“We’re losing him. Out of my way, nurse!”
The quick-thinking young doctor charges the defibrillator paddles and places them on the chest of the lifeless patient, whose cardiac monitor is showing a straight green line. The patient gets a huge dose of electricity; his back arches and his limp body lifts up off the bed with the shock.
Seconds pass, then the familiar, comforting waveform appears on the monitor. The patient begins to stir, and is soon sitting up enjoying the healing properties of hospital sandwiches and a cup of tea.
You’ve probably seen this flatlining scene a million times on TV and films. Heck, they even named a Kevin Bacon film after it! It’s thrilling, compelling – and completely wrong.
To understand why this myth is so egregious, we need a quick background briefing on cardiac arrest.
The heart’s electrical system controls the organ’s ability to pump blood to the rest of the body. If the flow of this electricity becomes disorganised or the heart muscle stops responding normally, the regular pumping action is lost. Blood stops flowing and the body tissues have to cope with the sudden lack of oxygen supply. This is known as cardiac arrest.
We can see the various electrical wave patterns of the heart in cardiac arrest using an electrocardiogram or ECG. There are four main rhythms you might see during a cardiac arrest:
Pulseless ventricular tachycardia (VT) is a very rapid and inefficient heart rhythm. The heart is beating so quickly that it can’t fill properly between beats. Circulation therefore drops rapidly to dangerously low levels.
Ventricular fibrillation (VF) is basically chaotic, unco-ordinated contractions of the heart muscle. Picture a heart quivering like a bowl of meaty jelly, unable to summon a proper contraction to send the blood on its way.
Pulseless electrical activity (PEA) is where the heart rhythm appears normal on the ECG but the electrical activity is not producing any movement of the heart muscle. The lights are on, physiologically speaking, but nobody is home.
Asystole (aka flatline) is the complete absence of any detectable electrical activity of the heart muscle. It appears as a flat line on the monitors. Clearly this is the worst type of cardiac arrest and there’s little chance of coming back from it.
These four ECG findings are classified into “shockable” and “non-shockable” rhythms, depending on whether they respond to the electrical current of the defibrillator.
Pulseless ventricular tachycardia and ventricular fibrillation (1 and 2) are shockable, largely because they tend to be caused by the electrical activity of the heart being thrown out of whack, and not by the heart muscle itself being badly damaged.
Hitting the heart muscle with a big dose of electrical energy acts a bit like hitting Ctrl-Alt-Delete on your computer (or Alt-Command-Esc for the Mac users). A single shock will cause nearly half of cases to revert to a more normal rhythm with restoration of circulation if given within a few minutes of onset.

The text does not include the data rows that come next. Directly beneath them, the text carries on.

//! Flow engine, built-in flows, node event loop and RPC façade

pub mod config;
pub mod engine;
pub mod error;
pub mod flow;
pub mod flows;
pub mod messages;
pub mod network_map;
pub mod node;
pub mod notary;
pub mod registry;
pub mod rpc;
pub mod transport;

pub use config::NodeConfig;
pub use engine::{FlowEngine, FlowState, PendingStep, StepCompletion};
pub use error::{FlowError, NodeError, RegistryError, RpcError};
pub use flow::{FlowContext, FlowEvent, FlowHandle, FlowId, FlowLogic, FlowResultFuture, FlowStep, Session};
pub use messages::{FlowMessage, MessageBody};
pub use network_map::NetworkMap;
pub use node::{NodeClient, NodeHandle};
pub use notary::{ConflictResult, NotaryError, UniquenessProvider};
pub use registry::{FlowArgs, FlowRegistry, FlowSignature, ParamKind};
pub use rpc::{start_flow_permission, FlowStarter, RpcServer, RpcSession, RpcUser, ALL_PERMISSIONS};
pub use transport::{InProcessNetwork, MessageTransport};
use crate::flow::FlowId;
use serde::{Deserialize, Serialize};
use serde_json::Value;
use vaultflow_core::id::Party;

/// Payload of a session message
#[derive(Debug, Clone, PartialEq, Serialize, Deserialize)]
pub enum MessageBody {
    /// First message on a session; creates the responder on the receiving node
    Initiate(Value),
    /// Any later message
    Data(Value),
    /// Last message on the session; the sending flow has finished
    Final(Value),
    /// The sending flow finished without a last message for this session
    End,
    /// The sending flow failed
    Error(String),
}

/// A message between two flows on (possibly) different nodes
#[derive(Debug, Clone, PartialEq, Serialize, Deserialize)]
pub struct FlowMessage {
    pub sender: Party,
    pub recipient: Party,
    pub sender_flow: FlowId,
    /// Set once the sender has heard from the receiving flow
    pub recipient_flow: Option<FlowId>,
    pub protocol: String,
    pub body: MessageBody,
}

impl FlowMessage {
    pub fn is_error(&self) -> bool {
        matches!(self.body, MessageBody::Error(_))
    }

    /// Whether the sender is done with this session
    pub fn closes_session(&self) -> bool {
        matches!(self.body, MessageBody::Final(_) | MessageBody::End)
    }
}
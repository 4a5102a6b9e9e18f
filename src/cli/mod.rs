//! Command-line interface for repocate.
//!
//! Provides commands for cloning repositories, managing their development
//! containers and registering plugins.

mod commands;

pub use commands::{parse_cli, run, run_with_cli, Cli, Commands};
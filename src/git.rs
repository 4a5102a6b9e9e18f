//! Version control access.

use std::path::{Path, PathBuf};
use std::process::Stdio;

use async_trait::async_trait;
use tokio::process::Command;
use tracing::{debug, info};

use crate::error::VcsError;

/// Clones repositories into the workspace.
#[async_trait]
pub trait VersionControl: Send + Sync {
    /// Clones `url` into `dest`.
    async fn clone_repo(&self, url: &str, dest: &Path) -> Result<(), VcsError>;
}

/// Shells out to the `git` binary.
#[derive(Debug, Clone)]
pub struct GitCli {
    program: PathBuf,
}

impl Default for GitCli {
    fn default() -> Self {
        Self {
            program: PathBuf::from("git"),
        }
    }
}

impl GitCli {
    pub fn new() -> Self {
        Self::default()
    }

    /// Uses a specific git executable.
    pub fn with_program(mut self, program: impl Into<PathBuf>) -> Self {
        self.program = program.into();
        self
    }
}

#[async_trait]
impl VersionControl for GitCli {
    async fn clone_repo(&self, url: &str, dest: &Path) -> Result<(), VcsError> {
        if let Some(parent) = dest.parent() {
            tokio::fs::create_dir_all(parent).await?;
        }

        debug!(%url, dest = %dest.display(), "Running git clone");
        let status = Command::new(&self.program)
            .arg("clone")
            .arg(url)
            .arg(dest)
            .stdin(Stdio::null())
            .kill_on_drop(true)
            .status()
            .await?;

        if !status.success() {
            return Err(VcsError::CommandFailed {
                command: format!("clone {url}"),
                code: status.code(),
            });
        }

        info!(%url, dest = %dest.display(), "Repository cloned");
        Ok(())
    }
}

/// Derives the repository name from a URL, `owner/name` shorthand or path:
/// the last path segment with any `.git` suffix removed.
pub fn repo_name(input: &str) -> Result<String, VcsError> {
    let trimmed = input.trim().trim_end_matches('/');
    let last = trimmed
        .rsplit(['/', ':'])
        .next()
        .unwrap_or(trimmed);
    let name = last.strip_suffix(".git").unwrap_or(last);

    let valid = !name.is_empty()
        && name != "."
        && name != ".."
        && name
            .chars()
            .all(|c| c.is_ascii_alphanumeric() || matches!(c, '_' | '.' | '-'));
    if valid {
        Ok(name.to_string())
    } else {
        Err(VcsError::InvalidRepository(input.to_string()))
    }
}

/// Whether `repo` already has a git checkout in `workspace`.
pub fn is_cloned(workspace: &Path, repo: &str) -> bool {
    workspace.join(repo).join(".git").exists()
}
//! repocate: per-repository isolated development containers.
//!
//! This library keeps one named container per repository on a local
//! container engine, and hosts a small registry of pluggable integrations
//! (secret storage, private networking) that can be configured and invoked
//! by name.

pub mod cli;
pub mod config;
pub mod engine;
pub mod error;
pub mod events;
pub mod git;
pub mod lifecycle;
pub mod plugins;
pub mod registry;

// Re-export commonly used types
pub use engine::{ContainerEngine, ContainerSpec, ContainerState, DockerEngine};
pub use error::{
    ConfigError, EngineError, LifecycleError, PluginError, RegistryError, VcsError,
};
pub use lifecycle::{LifecycleOrchestrator, OperationContext};
pub use registry::{CapabilityRegistry, RegisterMode, RegistryItem};
/// Parse CLI arguments and return the Cli struct.
///
/// This allows main.rs to access CLI arguments (like log_level) before running commands.
pub fn parse_cli() -> Cli {
    Cli::parse()
}

/// Run the CLI by parsing arguments and executing the command.
pub async fn run() -> anyhow::Result<()> {
    run_with_cli(parse_cli()).await
}

/// Run the CLI with the parsed arguments.
pub async fn run_with_cli(cli: Cli) -> anyhow::Result<()> {
    if let Commands::Version = cli.command {
        println!("repocate {}", env!("CARGO_PKG_VERSION"));
        return Ok(());
    }

    let app = App::new(&cli)?;
    let result = match cli.command {
        Commands::Start => run_start_command(&app).await,
        Commands::Create(args) => run_create_command(&app, args).await,
        Commands::Clone(args) => run_clone_command(&app, args).await,
        Commands::Enter(args) => run_enter_command(&app, args).await,
        Commands::Stop(args) => run_stop_command(&app, args).await,
        Commands::Rebuild(args) => run_rebuild_command(&app, args).await,
        Commands::List(args) => run_list_command(&app, args).await,
        Commands::Register(args) => run_register_command(&app, *args).await,
        Commands::Unregister(args) => run_unregister_command(&app, args),
        Commands::Version => Ok(()),
    };
    app.shutdown().await;
    result
}

// ============================================================================
// Shared state
// ============================================================================

struct App {
    config: RepocateConfig,
    orchestrator: Arc<LifecycleOrchestrator>,
    registry: CapabilityRegistry,
    ctx: OperationContext,
    printer: JoinHandle<()>,
    signals: JoinHandle<()>,
}

impl App {
    fn new(cli: &Cli) -> anyhow::Result<Self> {
        let mut config = match &cli.config {
            Some(path) => RepocateConfig::load_from(path)?,
            None => RepocateConfig::load()?,
        };
        if let Some(workspace) = &cli.workspace {
            config = config.with_workspace_dir(workspace);
        }
        if let Some(image) = &cli.image {
            config = config.with_image(image);
        }
        debug!(workspace = %config.workspace_dir.display(), image = %config.image, "Configuration loaded");

        let (lifecycle_sink, lifecycle_rx) = EventSink::channel();
        let (registry_sink, registry_rx) = EventSink::channel();

        let engine = DockerEngine::connect()?;
        let orchestrator =
            Arc::new(LifecycleOrchestrator::new(Arc::new(engine)).with_events(lifecycle_sink));
        let registry = CapabilityRegistry::new().with_events(registry_sink);

        let cancel = CancellationToken::new();
        let mut ctx = OperationContext::new().with_cancellation(cancel.clone());
        if let Some(secs) = cli.timeout {
            ctx = ctx.with_timeout(Duration::from_secs(secs));
        }

        let signals = tokio::spawn(async move {
            if tokio::signal::ctrl_c().await.is_ok() {
                warn!("Interrupted, cancelling");
                cancel.cancel();
            }
        });
        let printer = tokio::spawn(print_events(lifecycle_rx, registry_rx));

        Ok(Self {
            config,
            orchestrator,
            registry,
            ctx,
            printer,
            signals,
        })
    }

    /// Drops the event senders and waits for queued events to be printed.
    async fn shutdown(self) {
        self.signals.abort();
        let Self {
            orchestrator,
            registry,
            printer,
            ..
        } = self;
        drop(registry);
        drop(orchestrator);
        let _ = printer.await;
    }

    /// Registers every built-in plugin, unconfigured.
    fn register_builtins(&self) -> anyhow::Result<()> {
        for name in [vault::PLUGIN_NAME, tailscale::PLUGIN_NAME] {
            if let Some(plugin) = self.builtin_plugin(name) {
                self.registry
                    .register(name, RegistryItem::Plugin(plugin), RegisterMode::Replace)?;
            }
        }
        Ok(())
    }

    fn builtin_plugin(&self, name: &str) -> Option<Arc<dyn Plugin>> {
        match name {
            vault::PLUGIN_NAME => Some(Arc::new(VaultPlugin::new())),
            tailscale::PLUGIN_NAME => Some(Arc::new(TailscalePlugin::new(Arc::clone(
                &self.orchestrator,
            )))),
            _ => None,
        }
    }
}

Pulseless electrical activity and asystole or flatlining (3 and 4), in contrast, are non-shockable, so they don’t respond to defibrillation. These rhythms indicate that the heart muscle itself is dysfunctional; it has stopped listening to the orders to contract. The causes are hard to reverse and survival rates are very low.
The treatment of choice for asystole is to continue CPR (cardiopulmonary resuscitation) and give a whacking great dose of adrenaline. In fact, if you stop CPR to give an inappropriate shock, the patient’s outlook is even more dire.
But unlike the famous overdose scene in Pulp Fiction might suggest, there seems to be no survival advantage and quite considerable extra risk of giving it directly into the heart. (I’m also ignoring the fact that adrenaline would be useless for a heroin overdose.)
So next time you see that ominous flat line appearing on the monitor, and hear the heroic physician shout “clear” while busting out the paddles, you can join the exasperated ranks of those in the know, and try not to let reality ruin this most dramatic of TV tropes for you.